Several Federal Reserve policymakers wanted to drive home the idea that their asset-purchase program would be trimmed in predictable, $10-billion steps unless the economy's performance surprises them, according to minutes of the U.S. central bank's last policy meeting.

Minutes of the Fed's Jan. 28-29 policy meeting, which was former chairman Ben Bernanke's last, showed the officials were nearing a decision how to adjust a promise to keep interest rates low for a while to come.

At the meeting, the Fed ultimately decided to make a second modest cut to its bond-buying program, which now runs at $65 billion per month.
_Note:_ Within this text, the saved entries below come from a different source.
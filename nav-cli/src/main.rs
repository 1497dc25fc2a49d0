//! Navigator CLI - Command line tool for exploring map layer metadata.

use clap::Parser;
use std::path::PathBuf;

#[derive(Parser)]
#[command(
    name = "nav-cli",
    version,
    about = "Ocean navigator map layer toolkit"
)]
struct Cli {
    /// JSON client config (base_url, timeout_secs)
    #[arg(short, long, global = true)]
    config: Option<PathBuf>,

    /// Server root, overriding the config file
    #[arg(short, long, global = true)]
    base_url: Option<String>,

    #[command(subcommand)]
    command: nav_cmd::Command,
}

#[tokio::main]
async fn main() -> anyhow::Result<()> {
    env_logger::init();
    let cli = Cli::parse();
    let mut config = nav_cmd::load_config(cli.config.as_deref())?;
    if let Some(base_url) = cli.base_url {
        config.base_url = base_url;
    }
    log::debug!("Using server {}", config.base_url);
    nav_cmd::run(config, cli.command).await
}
It made the move despite turmoil at the time in emerging markets brought on in part by the withdrawal of Fed stimulus.

"Several participants argued that, in the absence of an appreciable change in the economic outlook, there should be a clear presumption in favor of continuing to reduce the pace of purchases by a total of $10 billion at each (policy) meeting," said the minutes, which were released on Wednesday.

Beyond the expected cut to bond buying, the Fed at the meeting made no changes to its other main policy plank: Its pledge to keep interest rates low for some time to come.
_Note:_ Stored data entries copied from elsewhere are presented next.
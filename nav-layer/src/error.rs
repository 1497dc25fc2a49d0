/// Error types for the layer cascade
use thiserror::Error;

/// Failures a layer surfaces to its panel. None of them are fatal: the layer
/// keeps its last good selection until the user tries again.
#[derive(Error, Debug, PartialEq)]
pub enum LayerError {
    /// A metadata list could not be fetched, or came back empty
    #[error("Metadata unavailable for {request}: {reason}")]
    MetadataUnavailable { request: String, reason: String },

    /// The requested dataset is not in the loaded dataset list
    #[error("Unknown dataset: {0}")]
    UnknownDataset(String),

    /// The requested variable is not in the loaded variable list
    #[error("Unknown variable: {0}")]
    UnknownVariable(String),
}

/// Type alias for Results using LayerError
pub type Result<T> = std::result::Result<T, LayerError>;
The Fed has promised to keep interest rates near zero until well after the U.S. unemployment rate, now at 6.6 percent, falls below 6.5 percent, especially if inflation remains below a 2 percent target. Fed officials have recently said they expect to alter this guidance soon, given how close the jobless rate now is to the rate-hike threshold.

The minutes reinforced that notion, and raised the possibility that financial stability concerns should play a bigger role in the decision on when to tighten policy.

"Several participants suggested that risks to financial stability should appear more explicitly in the list of factors that would guide decisions about the federal funds rate once the unemployment rate threshold is crossed.." the minutes said.

It was the first meeting without a dissent since June 2011, a sign of how tumultuous Bernanke's tenure has been.